EXERCISE MATERIAL:
//! Regression model and its on-disk artifact format

pub mod regressor;

pub use regressor::{ArtifactHeader, EnergyRegressor, RegressorArtifact, RegressorConfig};
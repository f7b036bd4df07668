//! Feature extraction and encoding
//!
//! Converts raw building records into model-ready features.

pub mod encoding;
pub mod record_repr;
pub mod temporal;

pub use encoding::{EncoderBank, LabelEncoder};
pub use record_repr::{FeatureVector, FEATURE_COLUMNS, FEATURE_SCHEMA_VERSION};
mod commands {
    use super::*;
    use energy::analysis::{self, Frame};
    use energy::features::temporal::calendar_parts;
    use energy::features::EncoderBank;
    use energy::form::Form;
    use energy::predict::inference::format_estimate;
    use energy::predict::{ArtifactLoader, DirectoryLister, ModelLister, Predictor};
    use energy::{BuildingRecord, CategoricalField, EnergyError};
    use std::path::{Path, PathBuf};

    pub fn init(config_path: &str) -> Result<()> {
        let config = Config::default();
        config.save(config_path)?;
        println!("Created default config at {}", config_path);

        let vocab_dir = &config.artifacts.vocabulary_dir;
        EncoderBank::with_defaults().save(vocab_dir)?;
        println!("Wrote default vocabularies to {}/", vocab_dir);

        std::fs::create_dir_all(&config.artifacts.models_dir)?;
        std::fs::create_dir_all(&config.plots.output_dir)?;
        println!(
            "Created {}/ and {}/ directories",
            config.artifacts.models_dir, config.plots.output_dir
        );

        println!("\nNext steps:");
        println!("  1. Edit {} to customize settings", config_path);
        println!(
            "  2. Copy trained .{} artifacts into {}/",
            config.artifacts.model_extension, config.artifacts.models_dir
        );
        println!("  3. Run 'energy models' to check they are found");
        println!("  4. Run 'energy predict --interactive' to make an estimate");

        Ok(())
    }

    fn load_encoders(config: &Config) -> Result<EncoderBank> {
        let bank = EncoderBank::load(&config.artifacts.vocabulary_dir)?;
        log::debug!("Loaded vocabularies from {}", config.artifacts.vocabulary_dir);
        Ok(bank)
    }

    pub fn models(config: &Config) -> Result<()> {
        let names = DirectoryLister::from_config(&config.artifacts).list_models()?;

        if names.is_empty() {
            println!("No models found in {}", config.artifacts.models_dir);
            return Ok(());
        }

        println!("Available models");
        println!("───────────────────────────────");
        for name in &names {
            println!("  {}", name);
        }

        Ok(())
    }

    pub fn predict(
        config: &Config,
        model: Option<String>,
        record_file: Option<String>,
        interactive: bool,
        timestamp: Option<String>,
        format: OutputFormat,
        fields: RecordArgs,
    ) -> Result<()> {
        let encoders = load_encoders(config)?;
        let predictor = Predictor::new(
            &encoders,
            DirectoryLister::from_config(&config.artifacts),
            ArtifactLoader::from_config(&config.artifacts),
        );

        let stdin = std::io::stdin();
        let mut form = Form::new(stdin.lock(), std::io::stdout());

        let model_name = match model {
            Some(name) => name,
            None if interactive => form.choose_model(&predictor.available_models()?)?,
            None => match predictor.available_models()?.into_iter().next() {
                Some(name) => name,
                None => {
                    log::warn!(
                        "No .{} artifacts in {}",
                        config.artifacts.model_extension,
                        config.artifacts.models_dir
                    );
                    return Err(EnergyError::NoModels);
                }
            },
        };

        let mut record = if let Some(path) = record_file {
            BuildingRecord::from_json_file(&path)?
        } else if interactive {
            form.record(&encoders)?
        } else {
            record_from_args(fields)?
        };

        if let Some(ts) = timestamp {
            let parts = calendar_parts(&ts)?;
            log::debug!("Calendar fields from {}: {:?}", ts, parts);
            parts.apply(&mut record);
        }

        let estimate = predictor.predict(&record, &model_name)?;

        match format {
            OutputFormat::Table => {
                print!("{}", format_estimate(&estimate, &record));
            }
            OutputFormat::Json => {
                let json = serde_json::json!({
                    "model": estimate.model,
                    "target": estimate.target,
                    "value": estimate.value,
                    "record": record,
                });
                let text = serde_json::to_string_pretty(&json)
                    .map_err(|e| EnergyError::Parse(e.to_string()))?;
                println!("{}", text);
            }
            OutputFormat::Csv => {
                println!("building_id,meter,primary_use,model,{}", estimate.target);
                println!(
                    "{},{},\"{}\",{},{}",
                    record.building_id,
                    record.meter,
                    record.primary_use,
                    estimate.model,
                    estimate.value
                );
            }
        }

        Ok(())
    }

    fn record_from_args(args: RecordArgs) -> Result<BuildingRecord> {
        let mut missing = Vec::new();
        macro_rules! need {
            ($field:ident) => {
                match args.$field {
                    Some(v) => v,
                    None => {
                        missing.push(stringify!($field));
                        Default::default()
                    }
                }
            };
        }
        let flag = |name: &str, value: u8| match value {
            0 => Ok(false),
            1 => Ok(true),
            other => Err(EnergyError::Parse(format!(
                "--{} must be 0 or 1, got {}",
                name, other
            ))),
        };

        let record = BuildingRecord {
            building_id: need!(building_id),
            meter: need!(meter),
            primary_use: need!(primary_use),
            square_feet: need!(square_feet),
            air_temperature: need!(air_temperature),
            cloud_coverage: need!(cloud_coverage),
            precip_depth_1_hr: need!(precip_depth_1_hr),
            sea_level_pressure: need!(sea_level_pressure),
            wind_direction: need!(wind_direction),
            wind_speed: need!(wind_speed),
            relative_humidity: need!(relative_humidity),
            hour: need!(hour),
            dayofweek: need!(dayofweek),
            month: need!(month),
            day: need!(day),
            isholiday: flag("isholiday", need!(isholiday))?,
            season: need!(season),
            isdaytime: flag("isdaytime", need!(isdaytime))?,
        };

        if !missing.is_empty() {
            return Err(EnergyError::Parse(format!(
                "Missing record fields: --{}. Use --record <file> or --interactive instead.",
                missing.join(", --").replace('_', "-")
            )));
        }
        Ok(record)
    }

    pub fn model_info(config: &Config, name: &str) -> Result<()> {
        let available = DirectoryLister::from_config(&config.artifacts).list_models()?;
        if !available.iter().any(|n| n == name) {
            return Err(EnergyError::ModelNotFound(name.to_string()));
        }

        let artifact = ArtifactLoader::from_config(&config.artifacts).load_artifact(name)?;
        let header = artifact.header();

        println!("Model Information");
        println!("───────────────────────────────");
        println!(
            "  Path:           {}",
            Path::new(&config.artifacts.models_dir).join(name).display()
        );
        println!("  Target:         {}", header.target);
        println!("  Schema version: {}", header.schema_version);
        println!("  Hidden layers:  {:?}", header.hidden_dims);
        println!("  Parameters:     {}", artifact.num_params());
        println!("  Features:       {}", header.feature_columns.join(", "));

        Ok(())
    }

    pub fn vocab(config: &Config) -> Result<()> {
        let encoders = load_encoders(config)?;

        for field in CategoricalField::ALL {
            let encoder = encoders.encoder(field);
            println!("{} ({} labels)", field, encoder.len());
            println!("───────────────────────────────");
            for (code, label) in encoder.vocabulary().iter().enumerate() {
                println!("  {:>3}  {}", code, label);
            }
            println!();
        }

        Ok(())
    }

    fn output_path(config: &Config, output: Option<String>, default_name: String) -> Result<PathBuf> {
        match output {
            Some(path) => Ok(PathBuf::from(path)),
            None => {
                std::fs::create_dir_all(&config.plots.output_dir)?;
                Ok(Path::new(&config.plots.output_dir).join(default_name))
            }
        }
    }

    pub fn plot(config: &Config, kind: PlotCommands) -> Result<()> {
        let size = (config.plots.width, config.plots.height);

        let path = match kind {
            PlotCommands::Distribution {
                data,
                column,
                output,
            } => {
                let frame = Frame::from_csv_path(&data)?;
                let path = output_path(config, output, format!("{}_distribution.png", column))?;
                let title = format!("Distribution of {}", column);
                analysis::distribution_plot(&frame, &column, &title, &path, size)?;
                path
            }
            PlotCommands::Density {
                data,
                column,
                output,
            } => {
                let frame = Frame::from_csv_path(&data)?;
                let path = output_path(config, output, format!("{}_density.png", column))?;
                let title = format!("Density of {}", column);
                analysis::density_plot(&frame, &column, &title, &path, size)?;
                path
            }
            PlotCommands::Count {
                data,
                column,
                output,
            } => {
                let frame = Frame::from_csv_path(&data)?;
                let path = output_path(config, output, format!("{}_count.png", column))?;
                let title = format!("Count of {}", column);
                analysis::count_plot(&frame, &column, &title, &path, size)?;
                path
            }
            PlotCommands::Trend {
                data,
                category,
                value,
                output,
            } => {
                let frame = Frame::from_csv_path(&data)?;
                let path =
                    output_path(config, output, format!("{}_by_{}.png", value, category))?;
                let title = format!("Mean {} by {}", value, category);
                analysis::trend_plot(&frame, &category, &value, &title, &path, size)?;
                path
            }
            PlotCommands::Heatmap {
                data,
                columns,
                output,
            } => {
                let frame = Frame::from_csv_path(&data)?;
                let selected: Vec<&str> = if columns.is_empty() {
                    frame.numeric_column_names()
                } else {
                    columns.iter().map(String::as_str).collect()
                };
                let path = output_path(config, output, "correlation_heatmap.png".to_string())?;
                analysis::correlation_heatmap(&frame, &selected, "Correlation", &path, size)?;
                path
            }
        };

        println!("Saved plot to {}", path.display());
        Ok(())
    }
}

EXERCISE GOAL: Take each line in the listing that has the word "Some" and copy it.

RESPONSE TO THIS EXERCISE:
            Some(name) => name,
                Some(name) => name,
        let mut record = if let Some(path) = record_file {
        if let Some(ts) = timestamp {
                    Some(v) => v,
            Some(path) => Ok(PathBuf::from(path)),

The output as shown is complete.